His harem paintings all evoke sympathetically the tender interaction of leisurely, bored, women behind closed doors. Gustave-Clarence Boulanger’s The Courtyard of the Palace of Dar Khdaouedj El Amia, Algiers captures this intimate connection between the languid, luxuriously dressed women lounging around a pool while little girl dances dreamily, trailing her doll. America’s greatest Orientalist, Frederick Arthur Bridgman, visited Algeria at least three times, and his Preparations for the Wedding delicately captures the ambience of calm before the storm, the bejeweled bride-to-be gazes out at the viewer. This painting also exemplifies a shift toward Impressionism in later Orientalist painters, such as Edouard Verschaffelt, who moved to Algeria, married a local woman and made sympathetic and realistic portraits in an Impressionist style akin to Renoir.
At the other end of the stylistic scale is the Academic master Jean-Léon Gérôme, a meticulous realist.
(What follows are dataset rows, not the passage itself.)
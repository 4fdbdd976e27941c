//! File and image extraction
//!
//! Files are anchors/sources whose resolved URL carries a downloadable
//! extension from the fixed allow-list. Images come from `<img>` tags and
//! icon links, plus at most one synthesized from the Open Graph image meta
//! field. Both inherit the calling context's keywords and language.

use crate::page::ExtractContext;
use crate::storage::{FileRecord, ImageRecord};
use crate::url::{collapse_whitespace, domain_of, extension_of, filename_of, is_file_extension, keywordify};
use scraper::{ElementRef, Selector};
use url::Url;

/// Source attributes probed on file-like elements, in priority order
const SOURCE_ATTRS: &[&str] = &["src", "data-src", "href", "data-href", "source", "content", "value"];

/// Name attributes probed on image elements, in priority order
const NAME_ATTRS: &[&str] = &["title", "data-title", "alt", "data-alt"];

pub(crate) fn resolve(base: &Url, href: &str) -> Option<String> {
    base.join(href).ok().map(|url| url.to_string())
}

/// Unions two keyword lists, preserving first-seen order
pub(crate) fn merge_keywords(base: &[String], extra: Vec<String>) -> Vec<String> {
    let mut merged = Vec::with_capacity(base.len() + extra.len());
    for keyword in base.iter().cloned().chain(extra) {
        if !merged.contains(&keyword) {
            merged.push(keyword);
        }
    }
    merged
}

fn first_attr(element: ElementRef, attrs: &[&str]) -> Option<String> {
    attrs
        .iter()
        .find_map(|attr| element.value().attr(attr))
        .filter(|value| !value.is_empty())
        .map(str::to_string)
}

/// Extracts downloadable file references from every anchor/source element
/// under `scope`
pub(crate) fn extract_files(
    scope: ElementRef,
    ctx: &ExtractContext,
    keywords: &[String],
) -> Vec<FileRecord> {
    let selector = match Selector::parse("a,source") {
        Ok(selector) => selector,
        Err(_) => return Vec::new(),
    };

    scope
        .select(&selector)
        .filter_map(|element| {
            let src = first_attr(element, SOURCE_ATTRS)?;
            let joined = resolve(ctx.base, &src)?;
            let extension = extension_of(&joined)?;
            if !is_file_extension(&extension) {
                return None;
            }
            Some(FileRecord {
                domain: domain_of(&joined),
                name: filename_of(&joined),
                url: joined,
                extension,
                keywords: keywords.to_vec(),
                language: ctx.language.map(str::to_string),
            })
        })
        .collect()
}

/// Extracts image references from every `<img>`/icon element under `scope`,
/// appending at most one image synthesized from the Open Graph image meta
/// field
///
/// An image with no usable name (attributes, then `fallback_title`) is
/// dropped. Image keywords are the context keywords unioned with keywords
/// derived from the image's own name.
pub(crate) fn extract_images(
    scope: ElementRef,
    ctx: &ExtractContext,
    fallback_title: Option<&str>,
    keywords: &[String],
) -> Vec<ImageRecord> {
    let selector = match Selector::parse(r#"img[src],link[rel="icon"]"#) {
        Ok(selector) => selector,
        Err(_) => return Vec::new(),
    };

    let mut images: Vec<ImageRecord> = scope
        .select(&selector)
        .filter_map(|element| {
            let src = first_attr(element, &["src", "href"])?;
            let name = first_attr(element, NAME_ATTRS)
                .or_else(|| fallback_title.map(str::to_string))?;
            let joined = resolve(ctx.base, &src)?;
            Some(build_image(joined, &name, keywords, ctx))
        })
        .collect();

    if let Some(image) = image_from_meta(ctx, fallback_title, keywords) {
        images.push(image);
    }
    images
}

/// Synthesizes an image record from the `og:image` meta field, named by the
/// best available meta/page/fallback title; skipped when no name exists
fn image_from_meta(
    ctx: &ExtractContext,
    fallback_title: Option<&str>,
    keywords: &[String],
) -> Option<ImageRecord> {
    let src = ctx.meta.get("og:image")?;
    let joined = resolve(ctx.base, src)?;
    let name = ctx
        .meta
        .get("image:name")
        .or_else(|| ctx.meta.get("image:title"))
        .or_else(|| ctx.meta.get("image:alt"))
        .or(ctx.page_title)
        .or(fallback_title)
        .map(str::trim)
        .filter(|name| !name.is_empty())?;
    Some(build_image(joined, name, keywords, ctx))
}

fn build_image(url: String, name: &str, keywords: &[String], ctx: &ExtractContext) -> ImageRecord {
    let name = collapse_whitespace(name);
    ImageRecord {
        domain: domain_of(&url),
        keywords: merge_keywords(keywords, keywordify(&name)),
        url,
        name,
        language: ctx.language.map(str::to_string),
    }
}

#[cfg(test)]
mod tests {
    use super::*;
    use crate::page::MetaMap;
    use scraper::Html;

    fn base() -> Url {
        Url::parse("https://example.com/news/").unwrap()
    }

    fn ctx<'a>(base: &'a Url, meta: &'a MetaMap) -> ExtractContext<'a> {
        ExtractContext {
            base,
            meta,
            page_title: Some("Page Title"),
            language: Some("en"),
        }
    }

    #[test]
    fn test_extract_files_by_extension() {
        let html = r#"<body>
            <a href="/reports/q3.pdf">Report</a>
            <a href="/about">About</a>
            <source data-src="media/clip.mp4">
        </body>"#;
        let document = Html::parse_document(html);
        let base = base();
        let meta = MetaMap::default();
        let keywords = vec!["finance".to_string()];

        let files = extract_files(document.root_element(), &ctx(&base, &meta), &keywords);

        assert_eq!(files.len(), 2);
        assert_eq!(files[0].url, "https://example.com/reports/q3.pdf");
        assert_eq!(files[0].extension, ".pdf");
        assert_eq!(files[0].name.as_deref(), Some("q3.pdf"));
        assert_eq!(files[0].keywords, keywords);
        assert_eq!(files[1].url, "https://example.com/news/media/clip.mp4");
    }

    #[test]
    fn test_extract_files_attr_priority() {
        // src outranks href even when both are present
        let html = r#"<body><a src="/a.zip" href="/b.zip">x</a></body>"#;
        let document = Html::parse_document(html);
        let base = base();
        let meta = MetaMap::default();

        let files = extract_files(document.root_element(), &ctx(&base, &meta), &[]);
        assert_eq!(files.len(), 1);
        assert_eq!(files[0].url, "https://example.com/a.zip");
    }

    #[test]
    fn test_extract_images_with_names() {
        let html = r#"<body>
            <img src="/a.webp" alt="First image">
            <img src="/b.webp">
            <link rel="icon" href="/favicon.webp" title="Icon">
        </body>"#;
        let document = Html::parse_document(html);
        let base = base();
        let meta = MetaMap::default();

        let images = extract_images(document.root_element(), &ctx(&base, &meta), None, &[]);

        // The nameless <img> is dropped (no fallback title given)
        assert_eq!(images.len(), 2);
        assert_eq!(images[0].url, "https://example.com/a.webp");
        assert_eq!(images[0].name, "First image");
        assert_eq!(images[1].name, "Icon");
    }

    #[test]
    fn test_extract_images_fallback_name() {
        let html = r#"<body><img src="/a.webp"></body>"#;
        let document = Html::parse_document(html);
        let base = base();
        let meta = MetaMap::default();

        let images = extract_images(
            document.root_element(),
            &ctx(&base, &meta),
            Some("Fallback Name"),
            &[],
        );
        assert_eq!(images.len(), 1);
        assert_eq!(images[0].name, "Fallback Name");
    }

    #[test]
    fn test_image_keywords_union_name_keywords() {
        let html = r#"<body><img src="/a.webp" alt="Election Results"></body>"#;
        let document = Html::parse_document(html);
        let base = base();
        let meta = MetaMap::default();
        let keywords = vec!["election".to_string(), "local".to_string()];

        let images = extract_images(document.root_element(), &ctx(&base, &meta), None, &keywords);
        assert_eq!(
            images[0].keywords,
            vec!["election".to_string(), "local".to_string(), "results".to_string()]
        );
    }

    #[test]
    fn test_og_image_synthesis() {
        let html = "<body></body>";
        let document = Html::parse_document(html);
        let base = base();
        let meta = MetaMap::from_pairs(&[
            ("og:image", "/cover.webp"),
            ("og:image:title", "Cover Shot"),
        ]);

        let images = extract_images(document.root_element(), &ctx(&base, &meta), None, &[]);
        assert_eq!(images.len(), 1);
        assert_eq!(images[0].url, "https://example.com/cover.webp");
        assert_eq!(images[0].name, "Cover Shot");
    }

    #[test]
    fn test_og_image_without_name_skipped() {
        let html = "<body></body>";
        let document = Html::parse_document(html);
        let base = base();
        let meta = MetaMap::from_pairs(&[("og:image", "/cover.webp")]);
        let ctx = ExtractContext {
            base: &base,
            meta: &meta,
            page_title: None,
            language: None,
        };

        let images = extract_images(document.root_element(), &ctx, None, &[]);
        assert!(images.is_empty());
    }

    #[test]
    fn test_merge_keywords_preserves_order() {
        let base = vec!["a".to_string(), "b".to_string()];
        let merged = merge_keywords(&base, vec!["b".to_string(), "c".to_string()]);
        assert_eq!(merged, vec!["a".to_string(), "b".to_string(), "c".to_string()]);
    }
}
His exquisite Blue Mosque, based on the Rustem Pasha Mosque in Istanbul, depicts variously attired worshippers against a background of shimmering blue Iznik tiles and perfectly rendered Arabic calligraphy. This attention to detail and photographic accuracy is characteristic of the ethnographic approach of the great Orientalist masters, including Deutsch. At a time when black people were not empathetically painted, Deutsch’s series of palace guards are gloriously dignified. The commanding grandeur of The Palace Guard shows Deutsch at the height of his evaluative powers and set Gabr back $1.6 million.
However, while Gabr has deep holdings in Gérôme and Deutsch, he does not limit himself to big names. “I have sometimes bought paintings by unknowns very inexpensively just because they are beautiful and complement my collection,” he says. “Building a collection is like completing a superb puzzle piece by piece.”
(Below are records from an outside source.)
//! Gleaner: a continuously-running web content crawler
//!
//! This crate implements a crawler that fetches pages from a bounded,
//! randomized frontier, extracts structured content (titles, keywords,
//! images, files, and articles with canonical links and publish dates),
//! and persists the results as idempotent natural-key upserts.

pub mod config;
pub mod crawler;
pub mod embedding;
pub mod frontier;
pub mod page;
pub mod storage;
pub mod url;

use thiserror::Error;

/// Main error type for Gleaner operations
#[derive(Debug, Error)]
pub enum GleanerError {
    #[error("Configuration error: {0}")]
    Config(#[from] ConfigError),

    #[error("Database error: {0}")]
    Database(#[from] rusqlite::Error),

    #[error("Storage error: {0}")]
    StorageError(#[from] storage::StorageError),

    #[error("HTTP client error: {0}")]
    Reqwest(#[from] reqwest::Error),

    #[error("URL parse error: {0}")]
    UrlParse(#[from] ::url::ParseError),

    #[error("Seed file error: {0}")]
    SeedFile(String),

    #[error("Embedding error: {0}")]
    Embedding(String),

    #[error("Worker panicked: {0}")]
    WorkerJoin(String),

    #[error("IO error: {0}")]
    Io(#[from] std::io::Error),
}

/// Configuration-specific errors
#[derive(Debug, Error)]
pub enum ConfigError {
    #[error("Failed to read config file: {0}")]
    Io(#[from] std::io::Error),

    #[error("Failed to parse TOML: {0}")]
    Parse(#[from] toml::de::Error),

    #[error("Validation error: {0}")]
    Validation(String),

    #[error("Invalid blacklist pattern '{pattern}': {message}")]
    InvalidPattern { pattern: String, message: String },
}

/// Result type alias for Gleaner operations
pub type Result<T> = std::result::Result<T, GleanerError>;

/// Result type alias for configuration operations
pub type ConfigResult<T> = std::result::Result<T, ConfigError>;

// Re-export commonly used types
pub use config::Config;
pub use frontier::Frontier;
pub use page::Page;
“The buying power for Orientalism lies with the Middle East,” says Alexandra McMorrow, director of 19th-century European art at Christie’s London. “There are large amounts of money available particularly from the U.A.E. and Saudi Arabia.” Gabr says, “My competition today is formidable—I am in the same market as Gulf sheikhs, the government of Qatar, which is building a museum, as well as buyers from Texas.” Other very active investors include royal families from Morocco to Jordan, the Dahesh Museum in New York and the burgeoning regional museum structure headed up by Abu Dhabi.
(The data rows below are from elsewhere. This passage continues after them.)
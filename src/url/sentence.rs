//! Sentence and whitespace heuristics
//!
//! `find_sentence` pulls the first delimiter-bounded span out of free text.
//! It is the title fallback for article containers that have no heading
//! element, so it has to produce something usable from messy body text.

/// Returns the first sentence-like span of `value`, truncated to `max_len`.
///
/// Delimiters are tried in fixed priority: `.`, then `\n` (where a short
/// `(parenthetical)` first line is skipped in favor of the following line),
/// then `\r`, `?`, `!`. A span must be longer than one character to count.
/// When no delimiter yields a span the whole input is used.
pub fn find_sentence(value: &str, min_len: usize, max_len: usize) -> String {
    let span = find_span(value, min_len).trim();
    truncate_chars(span, max_len)
}

fn find_span(value: &str, min_len: usize) -> &str {
    if let Some(idx) = value.find('.') {
        let span = &value[..idx];
        if span.chars().count() > 1 {
            return span;
        }
    }

    if let Some(idx) = value.find('\n') {
        let mut span = &value[..idx];
        // A short leading "(parenthetical)" line is not a title; try the
        // line after it instead.
        if span.starts_with('(') && span.contains(')') && span.chars().count() < min_len * 2 {
            span = value[idx + 1..].split('\n').next().unwrap_or("");
        }
        if span.chars().count() > 1 {
            return span;
        }
    }

    for delim in ['\r', '?', '!'] {
        if let Some(idx) = value.find(delim) {
            let span = &value[..idx];
            if span.chars().count() > 1 {
                return span;
            }
        }
    }

    value
}

fn truncate_chars(value: &str, max_len: usize) -> String {
    value.chars().take(max_len).collect()
}

/// Collapses runs of spaces and strips tabs, trimming the ends.
///
/// Newlines are kept: article bodies are paragraph texts joined by `\n` and
/// the paragraph boundaries stay meaningful.
pub fn collapse_whitespace(value: &str) -> String {
    let mut out = String::with_capacity(value.len());
    let mut last_was_space = false;
    for c in value.trim().chars() {
        match c {
            '\t' => continue,
            ' ' => {
                if !last_was_space {
                    out.push(' ');
                }
                last_was_space = true;
            }
            _ => {
                out.push(c);
                last_was_space = false;
            }
        }
    }
    out
}

#[cfg(test)]
mod tests {
    use super::*;

    #[test]
    fn test_first_period_wins() {
        assert_eq!(
            find_sentence("Local elections begin. Turnout is high.", 3, 256),
            "Local elections begin"
        );
    }

    #[test]
    fn test_newline_fallback() {
        assert_eq!(find_sentence("First line\nSecond line", 3, 256), "First line");
    }

    #[test]
    fn test_parenthetical_prefix_skipped() {
        assert_eq!(
            find_sentence("(AP)\nMarkets rallied on Monday\nmore text", 3, 256),
            "Markets rallied on Monday"
        );
    }

    #[test]
    fn test_question_mark_delimiter() {
        assert_eq!(find_sentence("Why now? Because", 3, 256), "Why now");
    }

    #[test]
    fn test_truncated_to_max_len() {
        let long = "a".repeat(300);
        assert_eq!(find_sentence(&long, 3, 10).chars().count(), 10);
    }

    #[test]
    fn test_no_delimiter_returns_whole_input() {
        assert_eq!(find_sentence("just a fragment", 3, 256), "just a fragment");
    }

    #[test]
    fn test_single_char_span_ignored() {
        // "A" alone is too short for the period delimiter; the newline span
        // "A." is the first one long enough
        assert_eq!(find_sentence("A.\nreal title here", 3, 256), "A.");
    }

    #[test]
    fn test_collapse_whitespace() {
        assert_eq!(collapse_whitespace("  a   b\tc  "), "a b c");
        assert_eq!(collapse_whitespace("line one\nline  two"), "line one\nline two");
    }
}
Asked whether he buys as an investment, Gabr, a canny entrepreneur as well as connoisseur, replies, “When I started, I never thought of that, but as my collection started to grow, I began to be careful, aware that ridiculous prices can be asked—and obtained. Of course today I do look at it as an investment, but that’s not my purpose in collecting at all. In fact, some deep-pocketed representatives of governments have approached me, but I have no interest in selling. Each painting is like my own child.”